---- Data for this task
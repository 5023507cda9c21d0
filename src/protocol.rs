//! Wire messages.
//!
//! Every frame on a WebSocket or data channel carries exactly one [`Message`]
//! envelope in bincode. Bodies nest encoded payloads as raw length-prefixed
//! bytes, so relaying adds a fixed header per layer rather than inflating it. The envelope's `app_id` namespaces the method set
//! of the subsystem that owns the body, so the DHT, the connectors and
//! applications can share one transport.

use serde::de::DeserializeOwned;
use serde::{Deserialize, Serialize};
use uuid::Uuid;

use crate::error::{DhtError, Result};
use crate::identity::{ConnectivityMethod, PeerDescriptor, PeerId};
use crate::rpc::{RpcMethod, RpcProtocol};

/// Version sent in every handshake.
pub const PROTOCOL_VERSION: &str = "1.0";

/// App id of messages the connection manager handles itself.
pub const CONNECTION_MANAGER_APP_ID: &str = "connectionmanager";
/// App id of the DHT RPC surface.
pub const DHT_APP_ID: &str = "layer0";
/// App id of WebRTC signaling notifications.
pub const WEBRTC_CONNECTOR_APP_ID: &str = "webrtc_connector";
/// App id of reverse WebSocket connection requests.
pub const WEBSOCKET_CONNECTOR_APP_ID: &str = "websocket_connector";

// ============================================================================
// Envelope
// ============================================================================

#[derive(Clone, Copy, Debug, PartialEq, Eq, Serialize, Deserialize)]
#[serde(rename_all = "snake_case")]
pub enum MessageType {
    ConnectivityRequest,
    ConnectivityResponse,
    Handshake,
    Rpc,
}

/// The unit exchanged on the wire.
#[derive(Clone, Debug, PartialEq, Eq, Serialize, Deserialize)]
pub struct Message {
    pub app_id: String,
    pub message_type: MessageType,
    pub message_id: String,
    pub body: Vec<u8>,
}

impl Message {
    pub fn new(app_id: impl Into<String>, message_type: MessageType, body: Vec<u8>) -> Self {
        Self {
            app_id: app_id.into(),
            message_type,
            message_id: Uuid::new_v4().to_string(),
            body,
        }
    }

    pub fn encode(&self) -> Result<Vec<u8>> {
        encode_body(self)
    }

    pub fn decode(bytes: &[u8]) -> Result<Self> {
        decode_body(bytes).map_err(|err| DhtError::Malformed(format!("envelope: {err}")))
    }

    /// Decode the body as `T`.
    pub fn body_as<T: DeserializeOwned>(&self) -> Result<T> {
        decode_body(&self.body)
            .map_err(|err| DhtError::Malformed(format!("{:?} body: {err}", self.message_type)))
    }
}

/// Encode any wire payload.
pub fn encode_body<T: Serialize>(value: &T) -> Result<Vec<u8>> {
    Ok(bincode::serialize(value)?)
}

pub fn decode_body<T: DeserializeOwned>(bytes: &[u8]) -> Result<T> {
    Ok(bincode::deserialize(bytes)?)
}

// ============================================================================
// Connection Manager Payloads
// ============================================================================

/// First message on every connection; binds the sender's descriptor.
#[derive(Clone, Debug, Serialize, Deserialize)]
pub struct HandshakeMessage {
    pub source_id: PeerId,
    pub protocol_version: String,
    pub peer_descriptor: PeerDescriptor,
}

impl HandshakeMessage {
    pub fn envelope(local: &PeerDescriptor) -> Result<Message> {
        let handshake = HandshakeMessage {
            source_id: local.peer_id,
            protocol_version: PROTOCOL_VERSION.to_string(),
            peer_descriptor: local.clone(),
        };
        Ok(Message::new(
            CONNECTION_MANAGER_APP_ID,
            MessageType::Handshake,
            encode_body(&handshake)?,
        ))
    }
}

/// Asks the receiver to dial back to the sender on `port`.
#[derive(Clone, Debug, Serialize, Deserialize)]
pub struct ConnectivityRequest {
    pub port: u16,
}

#[derive(Clone, Copy, Debug, PartialEq, Eq, Serialize, Deserialize)]
#[serde(rename_all = "snake_case")]
pub enum NatType {
    OpenInternet,
    Unknown,
}

/// Result of a connectivity probe, as seen from the probing peer.
#[derive(Clone, Debug, Serialize, Deserialize)]
pub struct ConnectivityResponse {
    pub open_internet: bool,
    /// The requester's address as observed by the prober.
    pub ip: String,
    pub nat_type: NatType,
    #[serde(default)]
    pub websocket: Option<ConnectivityMethod>,
}

// ============================================================================
// RPC Payloads
// ============================================================================

#[derive(Clone, Copy, Debug, PartialEq, Eq, Serialize, Deserialize)]
#[serde(rename_all = "snake_case")]
pub enum RpcKind {
    Request,
    Response,
    Notification,
}

#[derive(Clone, Debug, Serialize, Deserialize)]
pub struct RpcHeader {
    pub kind: RpcKind,
    pub method: String,
}

/// Body of an [`MessageType::Rpc`] envelope.
#[derive(Clone, Debug, Serialize, Deserialize)]
pub struct RpcMessage {
    pub header: RpcHeader,
    pub request_id: String,
    pub source: PeerDescriptor,
    pub target: PeerDescriptor,
    pub body: Vec<u8>,
    #[serde(default)]
    pub error: Option<RpcErrorBody>,
}

#[derive(Clone, Debug, PartialEq, Eq, Serialize, Deserialize)]
#[serde(rename_all = "snake_case")]
pub enum RpcErrorKind {
    UnknownMethod,
    Malformed,
    Handler,
}

#[derive(Clone, Debug, Serialize, Deserialize)]
pub struct RpcErrorBody {
    pub kind: RpcErrorKind,
    pub message: String,
}

// ----------------------------------------------------------------------------
// DHT
// ----------------------------------------------------------------------------

#[derive(Clone, Debug, Serialize, Deserialize)]
pub struct ClosestPeersRequest {
    pub peer_id: PeerId,
    pub requester: PeerDescriptor,
}

#[derive(Clone, Debug, Serialize, Deserialize)]
pub struct PingRequest {
    pub nonce: String,
}

/// A message relayed hop by hop towards `destination`.
#[derive(Clone, Debug, Serialize, Deserialize)]
pub struct RouteMessageWrapper {
    pub source: PeerDescriptor,
    pub destination: PeerDescriptor,
    pub nonce: String,
    pub message: Message,
    /// Peers that already handled this message, origin first.
    #[serde(default)]
    pub route_path: Vec<PeerId>,
}

/// Requests of the DHT surface.
#[derive(Clone, Debug, Serialize, Deserialize)]
#[serde(rename_all = "snake_case")]
pub enum DhtRequest {
    GetClosestPeers(ClosestPeersRequest),
    Ping(PingRequest),
    RouteMessage(RouteMessageWrapper),
}

#[derive(Clone, Debug, Serialize, Deserialize)]
#[serde(rename_all = "snake_case")]
pub enum DhtResponse {
    ClosestPeers(Vec<PeerDescriptor>),
    Pong { nonce: String },
    RouteAck { error: Option<String> },
}

// ----------------------------------------------------------------------------
// WebRTC signaling
// ----------------------------------------------------------------------------

#[derive(Clone, Debug, Serialize, Deserialize)]
pub struct WebRtcConnectionRequest {
    pub requester: PeerDescriptor,
    pub target: PeerDescriptor,
    pub connection_id: String,
}

/// Carries an SDP offer or answer.
#[derive(Clone, Debug, Serialize, Deserialize)]
pub struct RtcDescription {
    pub requester: PeerDescriptor,
    pub target: PeerDescriptor,
    pub description: String,
    pub connection_id: String,
}

#[derive(Clone, Debug, Serialize, Deserialize)]
pub struct IceCandidate {
    pub requester: PeerDescriptor,
    pub target: PeerDescriptor,
    pub candidate: String,
    pub mid: Option<String>,
    #[serde(default)]
    pub mline_index: Option<u16>,
    pub connection_id: String,
}

/// Signaling notifications exchanged by WebRTC connectors.
#[derive(Clone, Debug, Serialize, Deserialize)]
#[serde(rename_all = "snake_case")]
pub enum WebRtcSignal {
    RequestConnection(WebRtcConnectionRequest),
    RtcOffer(RtcDescription),
    RtcAnswer(RtcDescription),
    IceCandidate(IceCandidate),
}

/// Notifications carry no payload back.
#[derive(Clone, Debug, Serialize, Deserialize)]
pub struct SignalAck;

// ----------------------------------------------------------------------------
// WebSocket reverse connection
// ----------------------------------------------------------------------------

/// Asks `target` to open a WebSocket connection to `ip:port`.
#[derive(Clone, Debug, Serialize, Deserialize)]
pub struct WebSocketConnectionRequest {
    pub requester: PeerDescriptor,
    pub target: PeerDescriptor,
    pub ip: String,
    pub port: u16,
}

#[derive(Clone, Debug, Serialize, Deserialize)]
#[serde(rename_all = "snake_case")]
pub enum WebSocketConnectorRequest {
    RequestConnection(WebSocketConnectionRequest),
}

#[derive(Clone, Debug, Serialize, Deserialize)]
pub struct WebSocketConnectionResponse {
    pub accepted: bool,
    #[serde(default)]
    pub reason: Option<String>,
}

// ============================================================================
// Protocol Bindings
// ============================================================================

/// `getClosestPeers`, `ping` and `routeMessage`.
pub struct DhtProtocol;

impl RpcProtocol for DhtProtocol {
    const APP_ID: &'static str = DHT_APP_ID;
    type Request = DhtRequest;
    type Response = DhtResponse;
}

impl RpcMethod for DhtRequest {
    const METHODS: &'static [&'static str] = &["getClosestPeers", "ping", "routeMessage"];

    fn method(&self) -> &'static str {
        match self {
            DhtRequest::GetClosestPeers(_) => "getClosestPeers",
            DhtRequest::Ping(_) => "ping",
            DhtRequest::RouteMessage(_) => "routeMessage",
        }
    }
}

/// WebRTC signaling, sent as notifications.
pub struct WebRtcProtocol;

impl RpcProtocol for WebRtcProtocol {
    const APP_ID: &'static str = WEBRTC_CONNECTOR_APP_ID;
    type Request = WebRtcSignal;
    type Response = SignalAck;
}

impl RpcMethod for WebRtcSignal {
    const METHODS: &'static [&'static str] =
        &["requestConnection", "rtcOffer", "rtcAnswer", "iceCandidate"];

    fn method(&self) -> &'static str {
        match self {
            WebRtcSignal::RequestConnection(_) => "requestConnection",
            WebRtcSignal::RtcOffer(_) => "rtcOffer",
            WebRtcSignal::RtcAnswer(_) => "rtcAnswer",
            WebRtcSignal::IceCandidate(_) => "iceCandidate",
        }
    }
}

/// Reverse WebSocket connection requests.
pub struct WebSocketConnectorProtocol;

impl RpcProtocol for WebSocketConnectorProtocol {
    const APP_ID: &'static str = WEBSOCKET_CONNECTOR_APP_ID;
    type Request = WebSocketConnectorRequest;
    type Response = WebSocketConnectionResponse;
}

impl RpcMethod for WebSocketConnectorRequest {
    const METHODS: &'static [&'static str] = &["requestConnection"];

    fn method(&self) -> &'static str {
        match self {
            WebSocketConnectorRequest::RequestConnection(_) => "requestConnection",
        }
    }
}

#[cfg(test)]
mod tests {
    use super::*;
    use crate::identity::derive_peer_id;

    #[test]
    fn handshake_envelope_carries_descriptor() {
        let local = PeerDescriptor::new(derive_peer_id("local"))
            .with_websocket(ConnectivityMethod::new("127.0.0.1", 9000));
        let envelope = HandshakeMessage::envelope(&local).expect("encode handshake");
        assert_eq!(envelope.app_id, CONNECTION_MANAGER_APP_ID);
        assert_eq!(envelope.message_type, MessageType::Handshake);

        let wire = envelope.encode().expect("encode envelope");
        let decoded = Message::decode(&wire).expect("decode envelope");
        let handshake: HandshakeMessage = decoded.body_as().expect("decode body");
        assert_eq!(handshake.source_id, local.peer_id);
        assert_eq!(handshake.protocol_version, PROTOCOL_VERSION);
        assert_eq!(handshake.peer_descriptor.websocket, local.websocket);
    }

    fn rpc_envelope(
        app_id: &str,
        method: &str,
        from: &PeerDescriptor,
        to: &PeerDescriptor,
        body: Vec<u8>,
    ) -> Message {
        let rpc = RpcMessage {
            header: RpcHeader {
                kind: RpcKind::Notification,
                method: method.to_string(),
            },
            request_id: Uuid::new_v4().to_string(),
            source: from.clone(),
            target: to.clone(),
            body,
            error: None,
        };
        Message::new(app_id, MessageType::Rpc, encode_body(&rpc).expect("encode rpc"))
    }

    #[test]
    fn relaying_adds_a_bounded_header_per_layer() {
        let origin = PeerDescriptor::new(derive_peer_id("origin"));
        let relay = PeerDescriptor::new(derive_peer_id("relay"));
        let destination = PeerDescriptor::new(derive_peer_id("destination"));
        let sdp = "a".repeat(600);

        let offer = WebRtcSignal::RtcOffer(RtcDescription {
            requester: origin.clone(),
            target: destination.clone(),
            description: sdp.clone(),
            connection_id: Uuid::new_v4().to_string(),
        });
        let direct = rpc_envelope(
            WEBRTC_CONNECTOR_APP_ID,
            offer.method(),
            &origin,
            &destination,
            encode_body(&offer).expect("encode offer"),
        );
        let direct_frame = direct.encode().expect("encode direct").len();

        let routed = DhtRequest::RouteMessage(RouteMessageWrapper {
            source: origin.clone(),
            destination: destination.clone(),
            nonce: Uuid::new_v4().to_string(),
            message: direct,
            route_path: vec![origin.peer_id],
        });
        let relayed = rpc_envelope(
            DHT_APP_ID,
            routed.method(),
            &origin,
            &relay,
            encode_body(&routed).expect("encode route"),
        );
        let routed_frame = relayed.encode().expect("encode routed").len();

        assert!(direct_frame < sdp.len() + 512, "direct frame is {direct_frame} bytes");
        assert!(
            routed_frame < direct_frame + 512,
            "routing grew {direct_frame} bytes to {routed_frame}"
        );

        let back = Message::decode(&relayed.encode().expect("encode")).expect("decode");
        let rpc: RpcMessage = back.body_as().expect("rpc body");
        match decode_body::<DhtRequest>(&rpc.body).expect("route body") {
            DhtRequest::RouteMessage(wrapper) => {
                let inner: RpcMessage = wrapper.message.body_as().expect("inner rpc");
                match decode_body::<WebRtcSignal>(&inner.body).expect("signal") {
                    WebRtcSignal::RtcOffer(offer) => assert_eq!(offer.description, sdp),
                    other => panic!("unexpected signal {other:?}"),
                }
            }
            other => panic!("unexpected request {other:?}"),
        }
    }

    #[test]
    fn method_names_are_listed() {
        let ping = DhtRequest::Ping(PingRequest {
            nonce: "n".to_string(),
        });
        assert!(DhtRequest::METHODS.contains(&ping.method()));
        assert_eq!(WebRtcSignal::METHODS.len(), 4);
    }

    #[test]
    fn garbage_is_reported_as_malformed() {
        let err = Message::decode(b"\xff\xff").expect_err("garbage must not decode");
        assert!(matches!(err, DhtError::Malformed(_)));
    }
}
--------
- [Work order]:
Note every line of the entries in which "bool" appears, and copy it down.

- [Response]:
    pub open_internet: bool,
    pub accepted: bool,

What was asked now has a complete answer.